On 2023/2/15 08:41, Xiaoguang Wang wrote:
> Normally, userspace block device impementations need to copy data between
> kernel block layer's io requests and userspace block device's userspace
> daemon, for example, ublk and tcmu both have similar logic, but this
> operation will consume cpu resources obviously, especially for large io.
> 
> There are methods trying to reduce these cpu overheads, then userspace
> block device's io performance will be improved further. These methods
> contain: 1) use special hardware to do memory copy, but seems not all
> architectures have these special hardware; 2) sofeware methods, such as
> mmap kernel block layer's io requests's data to userspace daemon [1],
> but it has page table's map/unmap, tlb flush overhead, security issue,
> etc, and it maybe only friendly to large io.
> 
> Add a new program type BPF_PROG_TYPE_UBLK for ublk, which is a generic
> framework for implementing block device logic from userspace. Typical
> userspace block device impementations need to copy data between kernel
> block layer's io requests and userspace block device's userspace daemon,
> which will consume cpu resources, especially for large io.
> 
> To solve this problem, I'd propose a new method, which will combine the
> respective advantages of io_uring and ebpf. Add a new program type
> BPF_PROG_TYPE_UBLK for ublk, userspace block device daemon process should
> register an ebpf prog. This bpf prog will use bpf helper offered by ublk
> bpf prog type to submit io requests on behalf of daemon process.

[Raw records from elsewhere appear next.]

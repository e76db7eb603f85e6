use error_stack::ResultExt;
use google_sheets4::oauth2::{self, authenticator::Authenticator};
use tracing::{info, instrument};

use super::http_client::{HttpClient, HttpsConnector};
use super::spreadsheet_manager::SpreadsheetManagerError;

pub const SPREADSHEETS_SCOPE: &str = "https://www.googleapis.com/auth/spreadsheets";

/// Builds the service account authenticator and fetches a first token, so bad credentials
/// are reported at startup instead of on the first append.
#[instrument(skip(secret, client), fields(client_email = %secret.client_email))]
pub async fn auth(
    secret: oauth2::ServiceAccountKey,
    client: HttpClient,
) -> error_stack::Result<Authenticator<HttpsConnector>, SpreadsheetManagerError> {
    let authenticator = oauth2::ServiceAccountAuthenticator::with_client(secret, client)
        .build()
        .await
        .change_context(SpreadsheetManagerError::AuthorizationFailed)
        .attach_printable("could not create an authenticator")?;

    authenticator
        .token(&[SPREADSHEETS_SCOPE])
        .await
        .change_context(SpreadsheetManagerError::AuthorizationFailed)
        .attach_printable("could not obtain an access token for the spreadsheets scope")?;

    info!("✅ Service account authorized");
    Ok(authenticator)
}
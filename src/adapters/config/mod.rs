pub mod app_config;
pub mod logging_config;
pub mod sheets_config;
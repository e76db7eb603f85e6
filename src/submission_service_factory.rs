use std::sync::Arc;

use lead_capture::adapters::config::sheets_config::SheetsConfig;
use lead_capture::adapters::sheets::credentials::load_service_account_key;
use lead_capture::adapters::sheets::reconnecting_appender::ReconnectingAppender;
use lead_capture::adapters::sheets::spreadsheet_manager::SpreadsheetConnector;
use lead_capture::adapters::sheets::unavailable_appender::UnavailableAppender;
use lead_capture::ports::row_appender::AppenderConnector;
use lead_capture::{RowAppender, SubmissionService};
use tracing::error;

pub struct SubmissionServiceFactory;

impl SubmissionServiceFactory {
    /// Connects the Sheets client at startup. When that fails the service still starts:
    /// missing credentials fail every submission, a failed authorization is retried on the
    /// next submission.
    pub async fn create(config: &SheetsConfig) -> SubmissionService {
        let appender = Self::create_appender(config).await;
        SubmissionService::new(appender, config.spreadsheets.clone())
    }

    async fn create_appender(config: &SheetsConfig) -> Arc<dyn RowAppender> {
        let Some(secret) = load_service_account_key(&config.credentials_env) else {
            return Arc::new(UnavailableAppender::new(format!(
                "service account credentials could not be loaded from {}",
                config.credentials_env
            )));
        };

        let connector = SpreadsheetConnector::new(secret, config.append_range.clone());
        match connector.connect().await {
            Ok(client) => Arc::new(ReconnectingAppender::with_client(connector, client)),
            Err(report) => {
                error!("❌ Google Sheets client initialization failed: {:?}", report);
                Arc::new(ReconnectingAppender::new(connector))
            }
        }
    }
}
use lambda_http::http::{header::CONTENT_TYPE, StatusCode};
use lambda_http::{Body, Response};
use serde::Serialize;
use serde_json::Value;

pub const INTERNAL_SERVER_ERROR: &str = "Internal Server Error";
pub const METHOD_NOT_ALLOWED: &str = "Method Not Allowed";

/// JSON body returned by the endpoint.
#[derive(Serialize, Debug, Clone, PartialEq)]
#[serde(untagged)]
pub enum ApiResponse {
    Success {
        success: bool,
        data: Value,
    },
    Failure {
        success: bool,
        error: &'static str,
        message: String,
    },
}

impl ApiResponse {
    pub fn success(data: Value) -> Self {
        ApiResponse::Success {
            success: true,
            data,
        }
    }

    pub fn internal_error<S: Into<String>>(message: S) -> Self {
        ApiResponse::Failure {
            success: false,
            error: INTERNAL_SERVER_ERROR,
            message: message.into(),
        }
    }

    pub fn method_not_allowed() -> Self {
        ApiResponse::Failure {
            success: false,
            error: METHOD_NOT_ALLOWED,
            message: "Only POST requests are accepted".to_string(),
        }
    }
}

pub fn json_response(
    status: StatusCode,
    payload: &ApiResponse,
) -> Result<Response<Body>, lambda_http::Error> {
    let body = serde_json::to_string(payload)?;

    let response = Response::builder()
        .status(status)
        .header(CONTENT_TYPE, "application/json")
        .body(Body::from(body))
        .map_err(Box::new)?;

    Ok(response)
}

#[cfg(test)]
mod tests {
    use super::*;
    use pretty_assertions::assert_eq;
    use serde_json::json;

    #[test]
    fn test_success_shape() {
        let payload = ApiResponse::success(json!({ "spreadsheetId": "abc" }));
        assert_eq!(
            serde_json::to_value(&payload).unwrap(),
            json!({ "success": true, "data": { "spreadsheetId": "abc" } })
        );
    }

    #[test]
    fn test_internal_error_shape() {
        let payload = ApiResponse::internal_error("Invalid or missing user type");
        assert_eq!(
            serde_json::to_value(&payload).unwrap(),
            json!({
                "success": false,
                "error": "Internal Server Error",
                "message": "Invalid or missing user type"
            })
        );
    }

    #[test]
    fn test_json_response_sets_status_and_content_type() {
        let response = json_response(
            StatusCode::METHOD_NOT_ALLOWED,
            &ApiResponse::method_not_allowed(),
        )
        .unwrap();

        assert_eq!(response.status(), StatusCode::METHOD_NOT_ALLOWED);
        assert_eq!(
            response.headers().get(CONTENT_TYPE).unwrap(),
            "application/json"
        );
    }
}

> Currently there is only one helper:
>     u64 bpf_ublk_queue_sqe(struct ublk_io_bpf_ctx *bpf_ctx,
> 		struct io_uring_sqe *sqe, u32 sqe_len, u32, fd)
> 
> This helper will use io_uring to submit io requests, so we need to make
> io_uring be able to submit a sqe located in kernel(Some codes idea comes
> from Pavel's patchset [2], but pavel's patch needs sqe->buf still comes
> from userspace addr), and bpf prog initializes sqes, but does not need to
> initializes sqes' buf field, sqe->buf will come from kernel block layer io
> requests in some form. See patch 2 for more.
> 
> In example of ublk loop target, we can easily implement such below logic in
> ebpf prog:
>   1. userspace daemon registers an ebpf prog and passes two backend file
> fd in ebpf map structure。
>   2. For kernel io requests against the first half of userspace device,
> ebpf prog prepares an io_uring sqe, which will submit io against the first
> backend file fd and sqe's buffer comes from kernel io reqeusts. Kernel
> io requests against second half of userspace device has similar logic,
> only sqe's fd will be the second backend file fd.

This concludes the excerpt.